The abbey served as a holy site for a few centuries. However, in 1584, the monastery’s last abbot was put to death by the English for refusing to repudiate his fealty to Rome and the Catholic Church. Thereupon, a few years later in about 1592, the monastery became a military barracks and was used as such for the following two hundred years, ultimately falling into a state of disrepair over time particularly after being besieged by Cromwellians, in 1645.
When I first started visiting Boyle, the abbey was maintained but not the attraction it is now. Today, the Boyle Abbey is a national monument in the care of Ireland’s OPW (Office of Public Works). Several years ago, parts of the abbey were of questionable structural integrity and in danger of collapsing. Thus, efforts were made to reinforce weak areas and assure visitors to the abbey can safely explore the ruins. The clear glass wall encasing a stretch of archways is now in place to bolster the early work of the Cistercian monks.
What To Expect
Visitors to the abbey can expect an incredible example of Ireland’s early architecture. Designed in the traditional Cistercian manner with a church on the north side of a rectangular cloister area, a kitchen and refectory on another side, a chapter house meeting area on a third side, and a store house with dormitory above on a fourth side; the outline of the ancient structure, though in ruins, still remains.
The substantial ruins, thought to be the most complete in Ireland, feature some of the most impressive early stonework carvings. I particularly enjoyed going on a bit of a scavenger hunt in search of the carvings. Studying the elaborate work done by these masters centuries ago is stirring.
The self-guided tour is an incredible opportunity to explore the abbey at your own pace while getting a glimpse into what life in a Cistercian monastery would have been like. The life of a monk was controlled and ordered consisting of dawn to dusk tasks, prayer, simplicity, and silence. Stroll the grounds, admire the architecture, and enjoy the exhibits and transport back in time at this off-the-beaten-path historic destination.

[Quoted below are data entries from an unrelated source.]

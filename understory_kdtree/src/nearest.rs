// Copyright 2025 the Understory Authors
// SPDX-License-Identifier: Apache-2.0 OR MIT

//! Branch-and-bound nearest-neighbor search.

use crate::node::Node;
use crate::norm::Norm;
use crate::tree::KdTree;
use crate::types::{Point, Scalar, Value, lt};

/// Depth-first search state: the query and the best candidate so far.
struct Nearest<'a, T: Scalar, P> {
    query: Point<T>,
    norm: Norm,
    best: Option<(T::Acc, &'a Value<T, P>)>,
}

impl<'a, T: Scalar, P> Nearest<'a, T, P> {
    /// Whether `dist` beats the current best. Ties keep the earlier candidate.
    fn improves(&self, dist: T::Acc) -> bool {
        self.best.as_ref().is_none_or(|(best, _)| lt(dist, *best))
    }

    fn visit(&mut self, node: &'a Node<T, P>) {
        let dist = self.norm.distance(&node.value.point, &self.query);
        if self.improves(dist) {
            self.best = Some((dist, &node.value));
        }

        let axis = node.axis();
        let near = node.child_for(&self.query);
        if let Some(child) = node.children[near].as_deref() {
            self.visit(child);
        }

        // The far side can only hold something closer if the splitting line is.
        let bound = self
            .norm
            .axis_distance(self.query[axis], node.value.point[axis]);
        if self.improves(bound)
            && let Some(child) = node.children[1 - near].as_deref()
        {
            self.visit(child);
        }
    }
}

impl<T: Scalar, P> KdTree<T, P> {
    /// The value closest to `point` under `norm`.
    ///
    /// When several values are equally close, the first one reached by the
    /// search wins.
    ///
    /// # Panics
    ///
    /// Panics if the tree is empty. Check [`is_empty`](Self::is_empty) first.
    pub fn find_closest(&self, point: &Point<T>, norm: Norm) -> &Value<T, P> {
        let root = self
            .root
            .as_deref()
            .expect("find_closest requires a non-empty tree");
        let mut search = Nearest {
            query: *point,
            norm,
            best: None,
        };
        search.visit(root);
        match search.best {
            Some((_, value)) => value,
            None => unreachable!("a non-empty search always records a candidate"),
        }
    }

    /// Remove and return the value closest to `point` under `norm`.
    ///
    /// # Panics
    ///
    /// Panics if the tree is empty. Check [`is_empty`](Self::is_empty) first.
    pub fn pop_closest(&mut self, point: &Point<T>, norm: Norm) -> Value<T, P> {
        assert!(!self.is_empty(), "pop_closest requires a non-empty tree");
        let target = self.find_closest(point, norm).point;
        self.remove(&target)
            .expect("the closest point was just found in the tree")
    }
}
// Copyright 2025 the Understory Authors
// SPDX-License-Identifier: Apache-2.0 OR MIT

use super::*;

use alloc::vec::Vec;
use proptest::prelude::*;
use std::collections::BTreeMap;

const NORMS: [Norm; 3] = [Norm::L1, Norm::L2, Norm::Linf];

#[derive(Clone, Debug)]
enum Op {
    Insert(Pointi, u32),
    Set(Pointi, u32),
    Remove(Pointi),
    Find(Pointi),
    Pop(Pointi, Norm),
    Rebalance,
}

fn point_strategy() -> impl Strategy<Value = Pointi> + Clone {
    // A small grid so inserts collide and removals hit.
    (-24_i32..24, -24_i32..24).prop_map(Point::from)
}

fn norm_strategy() -> impl Strategy<Value = Norm> {
    prop_oneof![Just(Norm::L1), Just(Norm::L2), Just(Norm::Linf)]
}

fn ops_strategy() -> impl Strategy<Value = Vec<Op>> {
    let point = point_strategy();
    let op = prop_oneof![
        40 => (point.clone(), any::<u32>()).prop_map(|(p, v)| Op::Insert(p, v)),
        15 => (point.clone(), any::<u32>()).prop_map(|(p, v)| Op::Set(p, v)),
        25 => point.clone().prop_map(Op::Remove),
        10 => point.clone().prop_map(Op::Find),
        9 => (point, norm_strategy()).prop_map(|(p, n)| Op::Pop(p, n)),
        1 => Just(Op::Rebalance),
    ];
    prop::collection::vec(op, 0..=600)
}

fn brute_min<T: Scalar, P>(values: &[Value<T, P>], query: &Point<T>, norm: Norm) -> T::Acc {
    let mut best = norm.distance(&values[0].point, query);
    for v in &values[1..] {
        let d = norm.distance(&v.point, query);
        if d < best {
            best = d;
        }
    }
    best
}

fn sorted_contents(tree: &KdTree<i32, u32>) -> Vec<(Pointi, u32)> {
    let mut out: Vec<_> = tree.iter().map(|v| (v.point, v.payload)).collect();
    out.sort();
    out
}

proptest! {
    #![proptest_config(ProptestConfig {
        cases: 128,
        max_shrink_iters: 20_000,
        .. ProptestConfig::default()
    })]

    #[test]
    fn prop_matches_map_model(ops in ops_strategy()) {
        let mut t: KdTree<i32, u32> = KdTree::new();
        let mut m: BTreeMap<Pointi, u32> = BTreeMap::new();

        for op in ops {
            match op {
                Op::Insert(p, v) => {
                    let inserted = t.insert(p, v);
                    let fresh = !m.contains_key(&p);
                    if fresh {
                        m.insert(p, v);
                    }
                    prop_assert_eq!(inserted, fresh);
                }
                Op::Set(p, v) => {
                    prop_assert_eq!(t.set(p, v), m.insert(p, v));
                }
                Op::Remove(p) => {
                    let got = t.remove(&p).map(|v| (v.point, v.payload));
                    let expected = m.remove(&p).map(|v| (p, v));
                    prop_assert_eq!(got, expected);
                }
                Op::Find(p) => {
                    prop_assert_eq!(t.find(&p).map(|v| v.payload), m.get(&p).copied());
                    prop_assert_eq!(t.exists(&p), m.contains_key(&p));
                }
                Op::Pop(q, norm) => {
                    if m.is_empty() {
                        prop_assert!(t.is_empty());
                        continue;
                    }
                    let best = m.keys().map(|p| norm.distance(p, &q)).min();
                    let popped = t.pop_closest(&q, norm);
                    prop_assert_eq!(Some(norm.distance(&popped.point, &q)), best);
                    prop_assert_eq!(m.remove(&popped.point), Some(popped.payload));
                }
                Op::Rebalance => t.rebalance(),
            }

            prop_assert_eq!(t.len(), m.len());
            prop_assert_eq!(t.check_invariants(), Ok(()));
        }

        let expected: Vec<(Pointi, u32)> = m.into_iter().collect();
        prop_assert_eq!(sorted_contents(&t), expected);
    }

    #[test]
    fn prop_self_find(points in prop::collection::btree_set(point_strategy(), 1..200)) {
        let t: KdTree<i32, usize> = points
            .iter()
            .enumerate()
            .map(|(i, p)| Value::new(*p, i))
            .collect();
        for v in &t {
            for norm in NORMS {
                prop_assert_eq!(t.find_closest(&v.point, norm), v);
            }
        }
    }

    #[test]
    fn prop_nearest_matches_brute_force(
        coords in prop::collection::vec((-1.0e3_f64..1.0e3, -1.0e3_f64..1.0e3), 1..300),
        query in (-1.2e3_f64..1.2e3, -1.2e3_f64..1.2e3),
    ) {
        let mut t = KdTree::new();
        for (i, c) in coords.into_iter().enumerate() {
            t.insert(Point::from(c), i);
        }
        let values: Vec<_> = t.iter().cloned().collect();
        let query = Point::from(query);
        for norm in NORMS {
            let got = t.find_closest(&query, norm);
            prop_assert_eq!(norm.distance(&got.point, &query), brute_min(&values, &query, norm));
        }
    }

    #[test]
    fn prop_bulk_and_sequential_agree(
        entries in prop::collection::vec((point_strategy(), any::<u32>()), 0..400),
    ) {
        let bulk: KdTree<i32, u32> = entries
            .iter()
            .map(|&(p, v)| Value::new(p, v))
            .collect();
        let mut seq = KdTree::new();
        for &(p, v) in &entries {
            seq.insert(p, v);
        }
        prop_assert_eq!(bulk.check_invariants(), Ok(()));
        prop_assert_eq!(seq.check_invariants(), Ok(()));
        prop_assert_eq!(bulk.len(), seq.len());
        prop_assert_eq!(sorted_contents(&bulk), sorted_contents(&seq));
    }

    #[test]
    fn prop_round_trip(points in prop::collection::btree_set(point_strategy(), 0..300)) {
        let mut t = KdTree::new();
        for p in &points {
            prop_assert!(t.insert(*p, 0_u32));
        }
        prop_assert_eq!(t.len(), points.len());
        let mut seen: Vec<Pointi> = t.into_iter().map(|v| v.point).collect();
        seen.sort();
        let expected: Vec<Pointi> = points.into_iter().collect();
        prop_assert_eq!(seen, expected);
    }
}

Give yourself at least an hour to fully experience this grand edifice.
Last admission for the day is 45 minutes before closing
Boyle Abbey is in the town of Boyle off the N4 Dublin-Sligo Road. It’s a short walk into the town center and a brief drive to other nearby attractions such as Lough Key Forest Park, The Gaelic Chieftain, and the town of Carrick-on-Shannon. Consequently, there’s plenty to do and see within a small radius of the abbey. You can even stay in the shadow of the abbey at the Abbey House. We made Abbey House our hub for a week while touring Ireland’s Hidden Heartlands. We absolutely loved our time in the grand home outside the walls of Boyle Abbey.
Boyle Abbey is opened to visitors daily from 10 am to 6pm from late March to late September. The impressive Cistercian ruins in county Roscommon had no waiting lines or crowds. We practically had the place to ourselves. This meant it was peaceful and I was able to fully take in the magnitude of the building, the times it was built in, the history experienced within its walls, and how it’s withstood time. Something this history buff relishes. For non-history buffs it’s still an excellent piece of architecture and part of Ireland’s medieval culture not to be missed.